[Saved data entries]

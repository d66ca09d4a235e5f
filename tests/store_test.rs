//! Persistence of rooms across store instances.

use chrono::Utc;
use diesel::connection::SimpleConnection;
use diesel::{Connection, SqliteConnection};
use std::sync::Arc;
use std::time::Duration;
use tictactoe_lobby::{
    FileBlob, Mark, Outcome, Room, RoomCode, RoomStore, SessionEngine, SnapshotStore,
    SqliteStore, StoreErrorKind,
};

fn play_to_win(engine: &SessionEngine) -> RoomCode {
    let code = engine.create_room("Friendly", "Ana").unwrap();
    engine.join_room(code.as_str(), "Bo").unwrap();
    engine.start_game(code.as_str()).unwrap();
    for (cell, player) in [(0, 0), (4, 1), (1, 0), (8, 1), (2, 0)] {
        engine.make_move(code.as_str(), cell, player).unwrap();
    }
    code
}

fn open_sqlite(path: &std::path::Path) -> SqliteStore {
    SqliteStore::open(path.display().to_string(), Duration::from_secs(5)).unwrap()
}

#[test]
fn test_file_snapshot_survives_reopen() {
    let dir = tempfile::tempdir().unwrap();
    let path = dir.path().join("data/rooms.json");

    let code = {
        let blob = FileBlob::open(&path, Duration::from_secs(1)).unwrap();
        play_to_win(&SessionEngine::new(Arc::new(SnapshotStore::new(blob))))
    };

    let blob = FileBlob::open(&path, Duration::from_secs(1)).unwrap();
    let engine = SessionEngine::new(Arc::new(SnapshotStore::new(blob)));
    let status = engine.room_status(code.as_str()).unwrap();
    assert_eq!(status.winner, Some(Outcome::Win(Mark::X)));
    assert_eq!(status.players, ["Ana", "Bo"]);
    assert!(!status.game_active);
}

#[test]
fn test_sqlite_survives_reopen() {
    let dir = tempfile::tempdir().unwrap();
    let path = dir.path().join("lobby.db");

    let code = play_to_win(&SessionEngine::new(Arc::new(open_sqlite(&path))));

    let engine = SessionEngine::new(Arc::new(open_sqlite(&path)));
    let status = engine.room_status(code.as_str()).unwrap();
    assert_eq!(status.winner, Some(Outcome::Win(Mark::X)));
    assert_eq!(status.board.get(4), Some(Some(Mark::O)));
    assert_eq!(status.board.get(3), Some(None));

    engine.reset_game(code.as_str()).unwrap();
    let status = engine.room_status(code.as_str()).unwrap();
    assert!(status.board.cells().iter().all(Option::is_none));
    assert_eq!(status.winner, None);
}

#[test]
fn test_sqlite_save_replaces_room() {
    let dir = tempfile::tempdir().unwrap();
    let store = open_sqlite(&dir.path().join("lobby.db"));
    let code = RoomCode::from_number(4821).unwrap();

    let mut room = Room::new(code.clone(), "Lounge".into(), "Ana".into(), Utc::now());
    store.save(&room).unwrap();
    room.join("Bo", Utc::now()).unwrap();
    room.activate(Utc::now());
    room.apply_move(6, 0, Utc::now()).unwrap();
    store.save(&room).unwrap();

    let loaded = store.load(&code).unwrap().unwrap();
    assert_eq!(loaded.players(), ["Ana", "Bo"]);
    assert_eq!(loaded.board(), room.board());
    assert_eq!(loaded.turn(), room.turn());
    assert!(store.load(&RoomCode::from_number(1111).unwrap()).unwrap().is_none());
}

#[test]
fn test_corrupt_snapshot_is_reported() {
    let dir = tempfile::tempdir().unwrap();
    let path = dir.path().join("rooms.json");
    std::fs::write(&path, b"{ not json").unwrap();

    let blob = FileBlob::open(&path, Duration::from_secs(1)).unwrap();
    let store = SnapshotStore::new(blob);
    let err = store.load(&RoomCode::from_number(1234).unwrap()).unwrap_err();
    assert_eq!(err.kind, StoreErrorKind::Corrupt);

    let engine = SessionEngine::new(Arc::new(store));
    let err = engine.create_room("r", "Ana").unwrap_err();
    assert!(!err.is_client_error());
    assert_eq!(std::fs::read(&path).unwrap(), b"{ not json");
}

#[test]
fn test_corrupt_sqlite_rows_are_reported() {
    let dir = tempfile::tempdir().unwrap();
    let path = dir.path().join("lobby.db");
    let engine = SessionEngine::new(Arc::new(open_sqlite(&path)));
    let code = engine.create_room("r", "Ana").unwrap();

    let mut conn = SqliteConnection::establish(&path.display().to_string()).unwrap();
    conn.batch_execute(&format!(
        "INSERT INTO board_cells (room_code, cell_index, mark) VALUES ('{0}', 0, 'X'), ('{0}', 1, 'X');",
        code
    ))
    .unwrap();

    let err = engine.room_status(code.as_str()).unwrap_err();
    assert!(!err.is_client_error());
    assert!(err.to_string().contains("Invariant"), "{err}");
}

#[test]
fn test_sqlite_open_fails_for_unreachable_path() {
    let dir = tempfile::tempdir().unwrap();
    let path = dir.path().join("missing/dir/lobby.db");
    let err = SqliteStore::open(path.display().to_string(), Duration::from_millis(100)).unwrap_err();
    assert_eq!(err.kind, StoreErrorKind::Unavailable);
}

__Exercise objective__: Transcribe every line of the records, keeping each one exact.

__Worked solution__:
repository d66ca09d4a235e5f
filename tests/store_test.rs
//! Persistence of rooms across store instances.

use chrono::Utc;
use diesel::connection::SimpleConnection;
use diesel::{Connection, SqliteConnection};
use std::sync::Arc;
use std::time::Duration;
use tictactoe_lobby::{
    FileBlob, Mark, Outcome, Room, RoomCode, RoomStore, SessionEngine, SnapshotStore,
    SqliteStore, StoreErrorKind,
};

fn play_to_win(engine: &SessionEngine) -> RoomCode {
    let code = engine.create_room("Friendly", "Ana").unwrap();
    engine.join_room(code.as_str(), "Bo").unwrap();
    engine.start_game(code.as_str()).unwrap();
    for (cell, player) in [(0, 0), (4, 1), (1, 0), (8, 1), (2, 0)] {
        engine.make_move(code.as_str(), cell, player).unwrap();
    }
    code
}

fn open_sqlite(path: &std::path::Path) -> SqliteStore {
    SqliteStore::open(path.display().to_string(), Duration::from_secs(5)).unwrap()
}

#[test]
fn test_file_snapshot_survives_reopen() {
    let dir = tempfile::tempdir().unwrap();
    let path = dir.path().join("data/rooms.json");

    let code = {
        let blob = FileBlob::open(&path, Duration::from_secs(1)).unwrap();
        play_to_win(&SessionEngine::new(Arc::new(SnapshotStore::new(blob))))
    };

    let blob = FileBlob::open(&path, Duration::from_secs(1)).unwrap();
    let engine = SessionEngine::new(Arc::new(SnapshotStore::new(blob)));
    let status = engine.room_status(code.as_str()).unwrap();
    assert_eq!(status.winner, Some(Outcome::Win(Mark::X)));
    assert_eq!(status.players, ["Ana", "Bo"]);
    assert!(!status.game_active);
}

#[test]
fn test_sqlite_survives_reopen() {
    let dir = tempfile::tempdir().unwrap();
    let path = dir.path().join("lobby.db");

    let code = play_to_win(&SessionEngine::new(Arc::new(open_sqlite(&path))));

    let engine = SessionEngine::new(Arc::new(open_sqlite(&path)));
    let status = engine.room_status(code.as_str()).unwrap();
    assert_eq!(status.winner, Some(Outcome::Win(Mark::X)));
    assert_eq!(status.board.get(4), Some(Some(Mark::O)));
    assert_eq!(status.board.get(3), Some(None));

    engine.reset_game(code.as_str()).unwrap();
    let status = engine.room_status(code.as_str()).unwrap();
    assert!(status.board.cells().iter().all(Option::is_none));
    assert_eq!(status.winner, None);
}

#[test]
fn test_sqlite_save_replaces_room() {
    let dir = tempfile::tempdir().unwrap();
    let store = open_sqlite(&dir.path().join("lobby.db"));
    let code = RoomCode::from_number(4821).unwrap();

    let mut room = Room::new(code.clone(), "Lounge".into(), "Ana".into(), Utc::now());
    store.save(&room).unwrap();
    room.join("Bo", Utc::now()).unwrap();
    room.activate(Utc::now());
    room.apply_move(6, 0, Utc::now()).unwrap();
    store.save(&room).unwrap();

    let loaded = store.load(&code).unwrap().unwrap();
    assert_eq!(loaded.players(), ["Ana", "Bo"]);
    assert_eq!(loaded.board(), room.board());
    assert_eq!(loaded.turn(), room.turn());
    assert!(store.load(&RoomCode::from_number(1111).unwrap()).unwrap().is_none());
}

#[test]
fn test_corrupt_snapshot_is_reported() {
    let dir = tempfile::tempdir().unwrap();
    let path = dir.path().join("rooms.json");
    std::fs::write(&path, b"{ not json").unwrap();

    let blob = FileBlob::open(&path, Duration::from_secs(1)).unwrap();
    let store = SnapshotStore::new(blob);
    let err = store.load(&RoomCode::from_number(1234).unwrap()).unwrap_err();
    assert_eq!(err.kind, StoreErrorKind::Corrupt);

    let engine = SessionEngine::new(Arc::new(store));
    let err = engine.create_room("r", "Ana").unwrap_err();
    assert!(!err.is_client_error());
    assert_eq!(std::fs::read(&path).unwrap(), b"{ not json");
}

#[test]
fn test_corrupt_sqlite_rows_are_reported() {
    let dir = tempfile::tempdir().unwrap();
    let path = dir.path().join("lobby.db");
    let engine = SessionEngine::new(Arc::new(open_sqlite(&path)));
    let code = engine.create_room("r", "Ana").unwrap();

    let mut conn = SqliteConnection::establish(&path.display().to_string()).unwrap();
    conn.batch_execute(&format!(
        "INSERT INTO board_cells (room_code, cell_index, mark) VALUES ('{0}', 0, 'X'), ('{0}', 1, 'X');",
        code
    ))
    .unwrap();

    let err = engine.room_status(code.as_str()).unwrap_err();
    assert!(!err.is_client_error());
    assert!(err.to_string().contains("Invariant"), "{err}");
}

#[test]
fn test_sqlite_open_fails_for_unreachable_path() {
    let dir = tempfile::tempdir().unwrap();
    let path = dir.path().join("missing/dir/lobby.db");
    let err = SqliteStore::open(path.display().to_string(), Duration::from_millis(100)).unwrap_err();
    assert_eq!(err.kind, StoreErrorKind::Unavailable);
}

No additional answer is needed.